If you have an azure subscription you can spin this up, it’s really cheap, as I have made the databases the ones that cost ~£5 or so per month. And if you just deploy it and learn and then tear it down again it won’t cost you more than a few quid.

Follow my instructions on my github page to make the factory and sql server and then look at the ETL pipeline that I made just for this blog article.

https://github.com/clintgrove/adf-and-sql-incremental-load

The high watermark idea

Lets say you have a dataset on the source side that looks like this

ModelName	lastModifiedDate	Cost
Gok y12	2022-01-10	32
Zog x17	2023-04-05	211
Yam t45	2022-11-09	74

In this example above, the row with the most recent date is the ModelName ‘Zog x17’ with a date of 2023-04-05. So if the table looked like this (see below) the next you do a extract and load, then the new rows to update would be

ModelName	lastModifiedDate	Cost
Gok y12	2022-01-10	32
Zog x17	2023-04-05	211
Yam t45	2022-11-09	74
Lul c56	2023-04-13	578
Pol t95	2023-04-14	714

‘Lul c56’ AND ‘Pol t95’ which have dates after the 2023-04-05.
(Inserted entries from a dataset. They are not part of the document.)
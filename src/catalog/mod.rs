//! Catalog subsystem: the business operations the REST layer dispatches to.
//!
//! # Data Flow
//! ```text
//! RestCatalogAdapter (route matched, identifiers decoded)
//!     → rest::handlers (one function per route)
//!     → Catalog / SupportsNamespaces (trait objects)
//!     → InMemoryCatalog or any other implementation
//!     → typed result or CatalogError
//! ```
//!
//! # Design Decisions
//! - Namespace management is an optional capability, probed once through
//!   [`Catalog::as_namespace_catalog`] when the adapter is built
//! - Implementations own their concurrency; the REST layer neither locks
//!   nor serializes calls into them
//! - Commits compare against the base the caller read, so a lost race
//!   surfaces as `CommitFailed` instead of a silent overwrite

pub mod error;
pub mod memory;
pub mod metadata;
pub mod types;

use std::collections::{HashMap, HashSet};
use std::sync::Arc;

pub use error::{CatalogError, CatalogResult};
pub use memory::{InMemoryCatalog, TablesOnly};
pub use metadata::{MetadataBuilder, MetadataUpdate, UpdateRequirement};
pub use types::{Namespace, NestedField, PartitionSpec, Schema, TableIdentifier, TableMetadata};

/// Inputs for creating a table.
#[derive(Debug, Clone)]
pub struct TableCreation {
    pub schema: Schema,
    pub spec: PartitionSpec,
    /// Falls back to [`Catalog::default_table_location`] when unset.
    pub location: Option<String>,
    pub properties: HashMap<String, String>,
}

/// Table operations every catalog supports.
pub trait Catalog: Send + Sync {
    fn name(&self) -> &str;

    fn list_tables(&self, namespace: &Namespace) -> CatalogResult<Vec<TableIdentifier>>;

    fn create_table(
        &self,
        ident: &TableIdentifier,
        creation: TableCreation,
    ) -> CatalogResult<TableMetadata>;

    fn load_table(&self, ident: &TableIdentifier) -> CatalogResult<TableMetadata>;

    /// Returns false if the table did not exist.
    fn drop_table(&self, ident: &TableIdentifier) -> CatalogResult<bool>;

    /// Replace `base` with `updated`. Fails with `CommitFailed` when the
    /// stored metadata is no longer `base`.
    fn commit_table(
        &self,
        ident: &TableIdentifier,
        base: &TableMetadata,
        updated: TableMetadata,
    ) -> CatalogResult<TableMetadata>;

    fn table_exists(&self, ident: &TableIdentifier) -> bool {
        self.load_table(ident).is_ok()
    }

    fn default_table_location(&self, ident: &TableIdentifier) -> String;

    /// Namespace capability probe.
    fn as_namespace_catalog(self: Arc<Self>) -> Option<Arc<dyn SupportsNamespaces>> {
        None
    }
}

/// Optional namespace management capability.
pub trait SupportsNamespaces: Send + Sync {
    fn create_namespace(
        &self,
        namespace: &Namespace,
        properties: HashMap<String, String>,
    ) -> CatalogResult<()>;

    /// Direct children of `parent`; the empty namespace lists top-level ones.
    fn list_namespaces(&self, parent: &Namespace) -> CatalogResult<Vec<Namespace>>;

    fn load_namespace_metadata(&self, namespace: &Namespace)
        -> CatalogResult<HashMap<String, String>>;

    /// Returns false if the namespace did not exist.
    fn drop_namespace(&self, namespace: &Namespace) -> CatalogResult<bool>;

    fn set_properties(
        &self,
        namespace: &Namespace,
        properties: HashMap<String, String>,
    ) -> CatalogResult<bool>;

    fn remove_properties(&self, namespace: &Namespace, keys: &HashSet<String>)
        -> CatalogResult<bool>;

    fn namespace_exists(&self, namespace: &Namespace) -> bool {
        self.load_namespace_metadata(namespace).is_ok()
    }
}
This all comes into play when you have the data pipeline that you will build (or is built for you in this github repo of mine)

What happens is that there is a look up to the “loadInfo_Watermark” SQL Table

The activity called “Lookup Target Watermark” does a SQL query and finds the latest date for the given table.

The very next activity is the “Lookup Source Watermark” which is looking at your source data and find the max date or lastModifiedDate

Source to Target loading

Without going too much into detail, as you can see the pipeline for yourself if you run the scripts I have made, but the next step is the copy activity.

You copy data from the source (see the “Source” tab) and you sink it to the “staging” tables. See the name in the box for “schema_tgt”.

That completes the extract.